Penulis: Hasan Mabruri, S.Sos, M.Si (Alumnus Pasca Sarjana Ilmu Pemerintahan Unitas Palembang)
AMPAR.ID – Situasi Provinsi Jambi akhir-akhir ini agak sedikit ruwet, bukan karena pemerintahan tidak berjalan, bukan juga karena defisit anggaran, apalagi gangguan keamanan, secara umum, masyarakat rukun-rukun saja, pemerintahan berjalan sebagaimana mestinya, hanya saja ada cerita soal angkutan Batu Bara yang membuat macet jalan nasional.

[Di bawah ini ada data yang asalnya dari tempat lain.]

use std::sync::Arc;

use cosmwasm_std::{Coin, OverflowError, Uint128};
use dashmap::{mapref::entry::Entry, DashMap};
use log::{error, info, warn};
use thiserror::Error;

use crate::{
    nft::NftClient,
    provider::{PendingTransaction, ProviderError, TxReceipt, WalletProvider},
};

/// The one message shown to the user for any failed mint
pub const MINT_FAILED_ALERT: &str = "User rejected or transaction reverted";

#[derive(Error, Debug)]
pub enum MintError {
    #[error("Mint quantity must be at least 1")]
    InvalidQuantity,

    #[error("A mint for this account is already waiting for confirmation")]
    AlreadyInFlight,

    #[error("Minting is disabled for this account")]
    MintDisabled,

    #[error(transparent)]
    Overflow(#[from] OverflowError),

    #[error(transparent)]
    Provider(#[from] ProviderError),
}

impl MintError {
    /// Refused on the client, nothing was sent to the chain
    pub fn is_refusal(&self) -> bool {
        matches!(
            self,
            MintError::InvalidQuantity
                | MintError::AlreadyInFlight
                | MintError::MintDisabled
                | MintError::Overflow(_)
        )
    }
}

/// Blocking, user-facing alert
pub trait Notifier {
    fn alert(&self, message: &str);
}

#[derive(Debug, Default, Clone, Copy)]
pub struct LogNotifier;

impl Notifier for LogNotifier {
    fn alert(&self, message: &str) {
        warn!("{}", message);
    }
}

type FlightKey = (String, String);

/// Set of (account, contract) pairs with a mint in flight. Clones share the set.
#[derive(Debug, Default, Clone)]
pub struct SingleFlight {
    in_flight: Arc<DashMap<FlightKey, ()>>,
}

impl SingleFlight {
    /// Claim the key, or `None` if it is already held
    pub fn try_acquire(&self, account: &str, contract: &str) -> Option<FlightGuard> {
        let key = (account.to_string(), contract.to_string());
        match self.in_flight.entry(key.clone()) {
            Entry::Occupied(_) => None,
            Entry::Vacant(entry) => {
                entry.insert(());
                Some(FlightGuard {
                    in_flight: Arc::clone(&self.in_flight),
                    key,
                })
            }
        }
    }

    pub fn is_in_flight(&self, account: &str, contract: &str) -> bool {
        self.in_flight
            .contains_key(&(account.to_string(), contract.to_string()))
    }
}

/// Releases its key on drop
#[derive(Debug)]
pub struct FlightGuard {
    in_flight: Arc<DashMap<FlightKey, ()>>,
    key: FlightKey,
}

impl Drop for FlightGuard {
    fn drop(&mut self) {
        self.in_flight.remove(&self.key);
    }
}

/// Total payment for `quantity` tokens
pub fn mint_payment(cost: &Coin, quantity: u32) -> Result<Vec<Coin>, OverflowError> {
    let amount = cost.amount.checked_mul(Uint128::from(quantity))?;
    if amount.is_zero() {
        return Ok(vec![]);
    }
    Ok(vec![Coin {
        denom: cost.denom.clone(),
        amount,
    }])
}

/// A broadcast mint waiting for inclusion
#[derive(Debug)]
pub struct InFlightMint {
    pending: Box<dyn PendingTransaction>,
    _flight: FlightGuard,
}

impl InFlightMint {
    pub fn hash(&self) -> String {
        self.pending.hash()
    }
}

#[derive(Debug, Clone)]
pub struct MintSubmitter<N: Notifier = LogNotifier> {
    guard: SingleFlight,
    notifier: N,
}

impl Default for MintSubmitter<LogNotifier> {
    fn default() -> Self {
        MintSubmitter::new(SingleFlight::default(), LogNotifier)
    }
}

impl<N: Notifier> MintSubmitter<N> {
    pub fn new(guard: SingleFlight, notifier: N) -> Self {
        MintSubmitter { guard, notifier }
    }

    pub fn guard(&self) -> &SingleFlight {
        &self.guard
    }

    pub fn notifier(&self) -> &N {
        &self.notifier
    }

    /// Submit one mint of `quantity` tokens at `cost` each and wait for it to be
    /// included. Signing and execution failures raise the alert before returning.
    pub async fn submit<P: WalletProvider + ?Sized>(
        &self,
        provider: &P,
        contract: &str,
        cost: &Coin,
        quantity: u32,
    ) -> Result<TxReceipt, MintError> {
        let flight = self.send(provider, contract, cost, quantity).await?;
        self.confirm(flight).await
    }

    /// Sign and broadcast. The (account, contract) key stays held until the
    /// returned mint is confirmed or dropped.
    pub async fn send<P: WalletProvider + ?Sized>(
        &self,
        provider: &P,
        contract: &str,
        cost: &Coin,
        quantity: u32,
    ) -> Result<InFlightMint, MintError> {
        if quantity == 0 {
            return Err(MintError::InvalidQuantity);
        }

        let signer = self.provider_step(provider.signer().await)?;
        let account = signer.address();
        let flight = self
            .guard
            .try_acquire(&account, contract)
            .ok_or(MintError::AlreadyInFlight)?;

        let payment = mint_payment(cost, quantity)?;
        let nft = NftClient::new(contract, provider).connect(signer);

        let pending = self.provider_step(nft.mint(quantity, payment).await)?;
        info!("Mint of {} submitted as {}", quantity, pending.hash());
        Ok(InFlightMint {
            pending,
            _flight: flight,
        })
    }

    /// Wait for a sent mint to be included
    pub async fn confirm(&self, mint: InFlightMint) -> Result<TxReceipt, MintError> {
        let receipt = self.provider_step(mint.pending.wait().await)?;
        info!("Mint {} confirmed at height {}", receipt.hash, receipt.height);
        Ok(receipt)
    }

    fn provider_step<T>(&self, res: Result<T, ProviderError>) -> Result<T, MintError> {
        res.map_err(|err| {
            error!("Mint failed: {}", err);
            self.notifier.alert(MINT_FAILED_ALERT);
            MintError::Provider(err)
        })
    }
}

Beberapa waktu lalu kemacetan “horor” di Jambi menjadi isu nasional, jika daerah lain kemacetan parah terjadi dipusat kota, tapi di Jambi justru terjadi di wilayah Kabupaten (pedesaan), terutama di jalan milik pemerintah pusat (sebut jalan nasional) yang melintasi Kabupaten Batanghari, yang berada ditengah dalam peta Propinsi Jambi, situasi inilah yang membuat Gubernur Jambi Al Haris melakukan aksi bak “koboi”, “membegal” kebijakan menghentikan aktivitas Batu Bara yang sebetulnya bukan kewenangannya, demi apa dan untuk siapa.? Berikut ulasan penulis.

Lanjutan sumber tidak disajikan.